[Excerpted data — start]
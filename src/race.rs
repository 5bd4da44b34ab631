//! The race itself: the kart array, the phase machine and the physics
//! tick that advances the whole world at a fixed rate.

use tracing::{debug, info};

use crate::input::InputSnapshot;
use crate::items::{ItemKind, ItemSystem};
use crate::kart::{Kart, KART_SIZE};
use crate::math::{Angle, Fixed, Vec2};
use crate::net::{Message, Packet};
use crate::track::{Rect, TrackData, WORLD_SIZE};
use crate::StdRng;

/// Physics ticks per second.
pub const RACE_TICK_FREQ: u32 = 60;

/// Size of the kart array; also the participant cap.
pub const MAX_CARS: usize = 8;

/// Countdown length before the lights go green (3 s).
pub const COUNTDOWN_TICKS: u32 = 180;

/// Angle units a kart turns per tick of held steering.
pub const STEER_RATE: i32 = 4;

const DEFAULT_MAX_SPEED: Fixed = Fixed::from_int(4);
const DEFAULT_ACCEL_RATE: Fixed = Fixed::from_raw(48);
const DEFAULT_FRICTION: Fixed = Fixed::from_raw(250);

/// The lifecycle of a race.
#[derive(Debug, Default, PartialEq, Eq, PartialOrd, Ord, Clone, Copy)]
pub enum RacePhase {
    /// Karts are on the grid, waiting for the countdown.
    #[default]
    Ready,
    /// The countdown is running.
    Countdown,
    /// The race is on.
    Running,
    /// Someone completed the final lap.
    Finished,
}

impl RacePhase {
    /// Returns the next phase in order. A finished race does not advance
    /// further.
    pub fn next(&self) -> RacePhase {
        use RacePhase::*;
        match self {
            Ready => Countdown,
            Countdown => Running,
            Running => Finished,
            Finished => Finished,
        }
    }
}

#[derive(Debug, Default, PartialEq, Eq, Clone, Copy)]
pub enum RaceMode {
    #[default]
    SinglePlayer,
    MultiPlayer,
}

/// Events emitted by the tick for collaborators (audio, UI, the network
/// layer). Cleared on request through the engine.
#[derive(Debug, Clone, Copy, PartialEq, Eq)]
pub enum RaceEvent {
    CountdownStarted,
    RaceStarted,
    BoxPickup {
        box_index: usize,
        slot: usize,
    },
    ItemPlaced {
        slot: usize,
        kind: ItemKind,
        pos: Vec2,
        angle: Angle,
        speed: Fixed,
    },
    EffectStarted {
        slot: usize,
        kind: ItemKind,
    },
    KartHit {
        slot: usize,
        kind: ItemKind,
    },
    LapCompleted {
        slot: usize,
        lap: u32,
        time_ms: u64,
    },
    RaceFinished {
        winner: usize,
    },
}

/// The whole mutable world of one race.
///
/// Created once per race, advanced only by [`RaceState::tick`] and by the
/// network receive path, and read by the renderer through the engine's
/// shared handle.
#[derive(Debug, Clone)]
pub struct RaceState {
    pub phase: RacePhase,
    pub mode: RaceMode,
    pub track: TrackData,
    pub karts: [Kart; MAX_CARS],
    /// Participating slots; slots beyond this are unused.
    pub car_count: usize,
    /// The slot the local input controls.
    pub player_index: usize,
    pub total_laps: u32,
    pub paused: bool,
    pub finished: bool,
    pub countdown_ticks: u32,
    /// Physics ticks since the green light.
    pub tick_count: u64,
    /// Chronometer milliseconds, advanced by the tick driver.
    pub elapsed_ms: u64,
    /// Slots simulated on this machine (the player and its bots). Remote
    /// slots are written by the network receive path instead.
    pub local_slots: [bool; MAX_CARS],
    pub items: ItemSystem,
    pub events: Vec<RaceEvent>,
}

impl RaceState {
    pub fn new(
        track: TrackData,
        mode: RaceMode,
        player_index: usize,
        player_name: &str,
    ) -> RaceState {
        let car_count = MAX_CARS.min(track.spawns.len());
        let karts: [Kart; MAX_CARS] = std::array::from_fn(|i| {
            let spawn = track.spawns.get(i).copied().unwrap_or(Vec2::ZERO);
            let name = if i == player_index {
                player_name.to_string()
            } else {
                format!("Racer {}", i + 1)
            };
            let mut kart = Kart::new(
                spawn,
                name,
                DEFAULT_MAX_SPEED,
                DEFAULT_ACCEL_RATE,
                DEFAULT_FRICTION,
            );
            kart.set_angle(track.spawn_angle);
            kart.display_handle = i as u32;
            kart
        });

        let mut local_slots = [false; MAX_CARS];
        match mode {
            RaceMode::SinglePlayer => {
                for slot in local_slots.iter_mut().take(car_count) {
                    *slot = true;
                }
            }
            RaceMode::MultiPlayer => {
                local_slots[player_index] = true;
            }
        }

        RaceState {
            phase: RacePhase::Ready,
            mode,
            items: ItemSystem::new(&track),
            total_laps: track.laps,
            karts,
            car_count,
            player_index,
            paused: false,
            finished: false,
            countdown_ticks: 0,
            tick_count: 0,
            elapsed_ms: 0,
            local_slots,
            events: Vec::new(),
            track,
        }
    }

    /// Begin the countdown. Only meaningful while on the grid.
    pub fn start_countdown(&mut self) {
        if self.phase != RacePhase::Ready {
            return;
        }
        self.countdown_ticks = COUNTDOWN_TICKS;
        self.phase = RacePhase::Countdown;
        self.events.push(RaceEvent::CountdownStarted);
        info!("countdown started on {:?}", self.track.map);
    }

    /// Return every kart to its grid slot, from any phase.
    pub fn reset(&mut self) {
        for (i, kart) in self.karts.iter_mut().enumerate() {
            let spawn = self.track.spawns.get(i).copied().unwrap_or(Vec2::ZERO);
            kart.reset(spawn, self.track.spawn_angle);
        }
        self.items.reset(&self.track);
        self.phase = RacePhase::Ready;
        self.paused = false;
        self.finished = false;
        self.countdown_ticks = 0;
        self.tick_count = 0;
        self.elapsed_ms = 0;
        self.events.clear();
        info!("race reset on {:?}", self.track.map);
    }

    /// Whole seconds left on the countdown clock, rounded up.
    pub fn countdown_seconds_left(&self) -> u32 {
        (self.countdown_ticks + RACE_TICK_FREQ - 1) / RACE_TICK_FREQ
    }

    /// The participating karts.
    pub fn karts(&self) -> &[Kart] {
        &self.karts[..self.car_count]
    }

    /// Advance the world by one physics tick.
    ///
    /// `inputs` holds one entry per slot: the player's snapshot, a bot
    /// decision, or `None` for slots driven by the network. `packets` are
    /// the datagrams received since the last tick; while running they are
    /// applied at the start of the item stage.
    pub fn tick(
        &mut self,
        inputs: &[Option<InputSnapshot>; MAX_CARS],
        packets: &[Packet],
        rng: &mut StdRng,
    ) {
        if self.paused {
            // A local pause does not stop the other peers; their state
            // still lands.
            self.apply_packets(packets);
            return;
        }
        match self.phase {
            RacePhase::Countdown => {
                self.apply_packets(packets);
                self.countdown_ticks = self.countdown_ticks.saturating_sub(1);
                if self.countdown_ticks == 0 {
                    self.phase = RacePhase::Running;
                    self.events.push(RaceEvent::RaceStarted);
                    info!("race started on {:?}", self.track.map);
                }
            }
            RacePhase::Running => self.run_tick(inputs, packets, rng),
            RacePhase::Ready | RacePhase::Finished => self.apply_packets(packets),
        }
    }

    /// Apply one received packet. Later packets for the same slot simply
    /// overwrite earlier ones.
    pub fn apply_packet(&mut self, packet: Packet) {
        let slot = packet.sender.slot();
        match packet.message {
            Message::CarUpdate(update) => {
                if slot == self.player_index || slot >= MAX_CARS {
                    return;
                }
                let kart = &mut self.karts[slot];
                kart.set_position(update.pos);
                kart.speed = update.speed.clamp(Fixed::ZERO, kart.max_speed);
                kart.set_angle(update.angle);
                kart.lap = update.lap;
                kart.item = update.item;
            }
            Message::ItemPlacement(placement) => {
                self.items.place_remote(
                    placement.kind,
                    placement.pos,
                    placement.angle,
                    placement.speed,
                );
            }
            Message::BoxPickup { index } => {
                self.items.box_pickup_remote(index as usize);
            }
            Message::Disconnect => {
                debug!("{} left the race", packet.sender);
            }
            // Lobby chatter during a race only refreshes liveness, which
            // the lobby tracks; the race itself ignores it.
            _ => {}
        }
    }

    fn apply_packets(&mut self, packets: &[Packet]) {
        for packet in packets {
            self.apply_packet(*packet);
        }
    }

    fn run_tick(
        &mut self,
        inputs: &[Option<InputSnapshot>; MAX_CARS],
        packets: &[Packet],
        rng: &mut StdRng,
    ) {
        self.tick_count += 1;

        // Inputs: the local kart first, then every other locally driven
        // slot. Confusion inverts the player's steering.
        for slot in 0..self.car_count {
            let Some(input) = inputs[slot] else {
                continue;
            };
            let inverted = slot == self.player_index && self.items.effects.confusion_active();
            let steer = if inverted { -input.steer() } else { input.steer() };
            self.karts[slot].steer(steer * STEER_RATE);
            if input.accelerate() {
                self.karts[slot].accelerate();
            }
            if input.brake() {
                self.karts[slot].brake();
            }
            if input.use_item() {
                self.items.use_item(
                    &mut self.karts[..self.car_count],
                    slot,
                    self.player_index,
                    input.fire_forward(),
                    &mut self.events,
                );
            }
        }

        // Integrate every kart, remembering where it came from for the
        // wall response.
        let prev: [Vec2; MAX_CARS] = std::array::from_fn(|i| self.karts[i].pos);
        for kart in self.karts[..self.car_count].iter_mut() {
            kart.tick_update();
        }

        // Network receive lands at the start of the item stage: received
        // positions are already integrated on the sending side, and
        // received placements take effect this very tick.
        self.apply_packets(packets);

        self.items.tick(
            &mut self.karts[..self.car_count],
            self.player_index,
            &self.local_slots,
            &self.track,
            rng,
            &mut self.events,
        );

        for slot in 0..self.car_count {
            clamp_to_world(&mut self.karts[slot]);
            collide_with_walls(&self.track, &mut self.karts[slot], prev[slot]);
        }

        self.cross_checkpoints();
        self.recompute_ranks();

        if !self.finished {
            if let Some(winner) = self
                .karts()
                .iter()
                .position(|kart| kart.lap >= self.total_laps)
            {
                self.finished = true;
                self.phase = RacePhase::Finished;
                self.events.push(RaceEvent::RaceFinished { winner });
                info!("race finished, winner {}", self.karts[winner].name);
            }
        }
    }

    fn cross_checkpoints(&mut self) {
        let checkpoints = &self.track.checkpoints;
        let final_index = checkpoints.len() as i32 - 1;
        let now_ms = self.elapsed_ms;
        for (slot, kart) in self.karts[..self.car_count].iter_mut().enumerate() {
            let next = kart.last_checkpoint + 1;
            if next > final_index {
                continue;
            }
            if !checkpoints[next as usize].contains(kart.pos) {
                continue;
            }
            kart.last_checkpoint = next;
            if next == final_index {
                kart.lap_complete();
                kart.last_checkpoint = 0;
                let time_ms = kart.record_lap_time(now_ms);
                self.events.push(RaceEvent::LapCompleted {
                    slot,
                    lap: kart.lap,
                    time_ms,
                });
            }
        }
    }

    /// Deterministic ranking: most laps first, then the furthest
    /// checkpoint, then whoever is closest to the next one.
    fn recompute_ranks(&mut self) {
        let mut order: Vec<usize> = (0..self.car_count).collect();
        {
            let karts = &self.karts;
            let track = &self.track;
            order.sort_by(|&a, &b| {
                let (ka, kb) = (&karts[a], &karts[b]);
                kb.lap
                    .cmp(&ka.lap)
                    .then(kb.last_checkpoint.cmp(&ka.last_checkpoint))
                    .then_with(|| {
                        let da = ka
                            .pos
                            .distance_squared(track.next_checkpoint(ka.last_checkpoint).center());
                        let db = kb
                            .pos
                            .distance_squared(track.next_checkpoint(kb.last_checkpoint).center());
                        da.cmp(&db)
                    })
            });
        }
        for (position, slot) in order.into_iter().enumerate() {
            self.karts[slot].rank = (position + 1) as u8;
        }
    }
}

/// Keep the kart inside `[0, WORLD_SIZE - KART_SIZE]` on both axes.
fn clamp_to_world(kart: &mut Kart) {
    let max = Fixed::from_int(WORLD_SIZE) - KART_SIZE;
    let clamped = Vec2::new(
        kart.pos.x.clamp(Fixed::ZERO, max),
        kart.pos.y.clamp(Fixed::ZERO, max),
    );
    kart.set_position(clamped);
}

/// On wall contact, restore the pre step position and zero the velocity
/// component along the wall normal.
fn collide_with_walls(track: &TrackData, kart: &mut Kart, prev: Vec2) {
    let half = KART_SIZE.div(Fixed::from_int(2));
    let area = Rect::new(
        Vec2::new(kart.pos.x - half, kart.pos.y - half),
        Vec2::new(kart.pos.x + half, kart.pos.y + half),
    );
    for wall in track.walls_near(&area) {
        if !wall.overlaps(&area) {
            continue;
        }
        let prev_area = Rect::new(
            Vec2::new(prev.x - half, prev.y - half),
            Vec2::new(prev.x + half, prev.y + half),
        );
        let mut velocity = kart.velocity();
        let separated_x = prev_area.max.x < wall.min.x || prev_area.min.x > wall.max.x;
        let separated_y = prev_area.max.y < wall.min.y || prev_area.min.y > wall.max.y;
        if separated_x {
            velocity.x = Fixed::ZERO;
        }
        if separated_y {
            velocity.y = Fixed::ZERO;
        }
        if !separated_x && !separated_y {
            // Already inside somehow; stop outright.
            velocity = Vec2::ZERO;
        }
        kart.set_position(prev);
        kart.set_velocity(velocity);
        break;
    }
}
[Excerpted data — finish]
# [Exercise prompt]
Within the data, how many lines hold the string "sender"? Answer with the number and nothing more.

# [Output for this task]
2